I did all those things. I walked, talked, listened, watched, took photos, asked questions, journaled, marveled at the art in the museums, and bought purple and yellow stuff. I thought back on classes I'd taken, Christian Fellowship meetings I'd led and participated in, parties I'd danced at until the wee hours of the morning, bookstores I'd perused in search of books by Alice Walker and Joy Harjo, dorm rooms I'd slept in and woken up in, and marveled at how far I've come in my life. I pondered the great divides in my life that I experienced as a student at Williams: between Christian fellowship gatherings and late night parties, between political science discussions on campus and political conservatism at church, and between all that I had been raised to believe at home and all that I was beginning to understand and believe about the world that existed outside of our home. I admit that many of those divisions are as real for me now as they have ever been. At the same time, I recognized how much I have learned along the way, how many people I have known and loved, and how blessed my life has been.
As an undergraduate, I received a scholarship from the class of 1957. I'm not sure why they chose me, but they did, and I was enormously grateful. As part of my Class of '57 Scholarship responsibilities, I had to attend various parties and dinners with that class. During one of those events, I met Charlie and Cathy Berry; he'd graduated with the illustrious and generous class of '57. It was love at first sight for the three of us: he with his shock of thick white hair and irrepressible sense of humor, she with her pencil skirts and quiet refined dignity, and me, with my short afro, big smile, and amazement at the wealth they must have had in order to sponsor a NYC girl like me at an expensive college like Williams.
This year, Charlie's class celebrated their 50-year reunion. During lunch on Saturday, I walked over to where they were having their lunch and stared at those smartly dressed men and women for what seemed like forever until I spotted Charlie. Dapper and handsome as ever, he was sitting on the steps outside of Chapin Hall, eating and talking to the people around him. When our eyes met, he put his plate down beside him, scampered down the stairs, threw his arms open and shouted, "The love of my life," as he embraced me in his still-strong arms. I felt like the woman in the diamond commercial whose husband throws up his arms in Venice's Piazza di San Marco and declares, "I love this woman."

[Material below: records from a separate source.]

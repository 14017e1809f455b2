//! Error types for wg-admin

use thiserror::Error;

/// Result type alias using the wg-admin Error
pub type Result<T> = std::result::Result<T, Error>;

/// wg-admin error types
///
/// Repository operations never recover from these internally. Every
/// condition reaches the caller as its own variant so the CLI can decide
/// how to present it.
#[derive(Error, Debug)]
pub enum Error {
    #[error("IO error: {0}")]
    Io(#[from] std::io::Error),

    #[error("Serialization error: {0}")]
    Serialization(#[from] serde_json::Error),

    #[error("Invalid configuration: {0}")]
    Config(#[from] toml::de::Error),

    #[error("Crypto error: {0}")]
    Crypto(String),

    #[error("Malformed address: {0}")]
    MalformedAddress(String),

    #[error("Malformed network: {0}")]
    MalformedNetwork(String),

    #[error("Network {0} already exists")]
    NetworkAlreadyExists(String),

    #[error("Unknown network {0}")]
    UnknownNetwork(String),

    #[error("Network {network} already has a peer named {name}")]
    DuplicatePeerName { network: String, name: String },

    #[error("Network {network} already has a peer with address {ip}")]
    DuplicatePeerAddress { network: String, ip: String },

    #[error("No peer named {name} in network {network}")]
    PeerNotFound { network: String, name: String },

    #[error("No free address left in network {0}")]
    AddressSpaceExhausted(String),

    #[error("Address {ip} is not a host address of network {network}")]
    AddressOutsideNetwork { network: String, ip: String },

    #[error("Address {ip} does not match the address family of network {network}")]
    AddressFamilyMismatch { network: String, ip: String },
}

impl From<tempfile::PersistError> for Error {
    fn from(e: tempfile::PersistError) -> Self {
        Error::Io(e.error)
    }
}
//! Client Commands

use anyhow::Result;
use clap::Subcommand;
use serde::Serialize;
use wg_admin_common::Client;

use super::{Context, NetworkArg};
use crate::output::{print_item, print_list, print_success, TableDisplay};

#[derive(Subcommand)]
pub enum ClientCommands {
    /// Add a new client with the given name
    Add {
        /// Client name
        name: String,

        #[command(flatten)]
        network: NetworkArg,

        /// The IP address of the new client
        #[arg(short, long)]
        ip: Option<String>,
    },

    /// List all clients of a network
    List {
        #[command(flatten)]
        network: NetworkArg,
    },
}

/// Client display wrapper for serialization
#[derive(Serialize)]
pub struct ClientDisplay {
    pub name: String,
    pub ip: String,
    pub public_key: String,
}

impl From<&Client> for ClientDisplay {
    fn from(client: &Client) -> Self {
        Self {
            name: client.name.clone(),
            ip: client.ip.to_string(),
            public_key: client.keys.public_key.clone(),
        }
    }
}

impl TableDisplay for ClientDisplay {
    fn headers() -> Vec<&'static str> {
        vec!["Name", "IP", "Public Key"]
    }

    fn row(&self) -> Vec<String> {
        vec![self.name.clone(), self.ip.clone(), self.public_key.clone()]
    }
}

pub fn execute(cmd: ClientCommands, ctx: &mut Context) -> Result<()> {
    match cmd {
        ClientCommands::Add { name, network, ip } => {
            let cidr = ctx.network(&network)?;
            let ip = ctx.address(&cidr, ip.as_deref())?;

            let client = Client::new(name, ip);
            ctx.repo.add_peer(&cidr, client.clone())?;
            print_success(&format!(
                "Client {} ({}) was successfully added to {}",
                client.name, client.ip, cidr
            ));
            if ctx.verbose {
                print_item(&ClientDisplay::from(&client), ctx.format)?;
            }
        }

        ClientCommands::List { network } => {
            let cidr = ctx.network(&network)?;
            let displays: Vec<ClientDisplay> = ctx
                .repo
                .clients(&cidr)?
                .into_iter()
                .map(ClientDisplay::from)
                .collect();
            print_list(&displays, ctx.format, &format!("No clients in network {}.", cidr))?;
        }
    }

    Ok(())
}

Charlie's greeting echoed words I'd been saying to myself all weekend long. I'd wanted to throw my arms up to the sky and say, "I love this place. I love this life." In my travel journal, I had written story after account after detail of the time I'd spent in Willamstown, of the lessons I'd learned outside the classroom, and the many things and people I wish I'd known better when I was there.
Has my life been ecstatic every day? Not even close. Have I often wished for second chances to do some things differently? Every single day.
But I wouldn't trade those
joyful and fulfilling days,
those dark and dreadful nights,
those brain- and gut-busting classes,
those heart- and leg-busting track workouts,
those dancing, drinking,
four years for anything at all.
I realize now that the motto I chose for this year while in Spain in early January - "Live this moment fully. Breathe it fully." - is the motto I've lived my entire life. I just hadn't worded it so succinctly until recently. May it always be the way I live my life - rushing rivers, dark woods, wide fields, and ferocious dragons, notwithstanding.
Again I quote Dispenza: "For me, as for the heroes of old, the journey draws to a close in thanksgiving. In the temple of this journey to the heart of myself, I bask in the light of new wisdom so dearly won, so graciously given."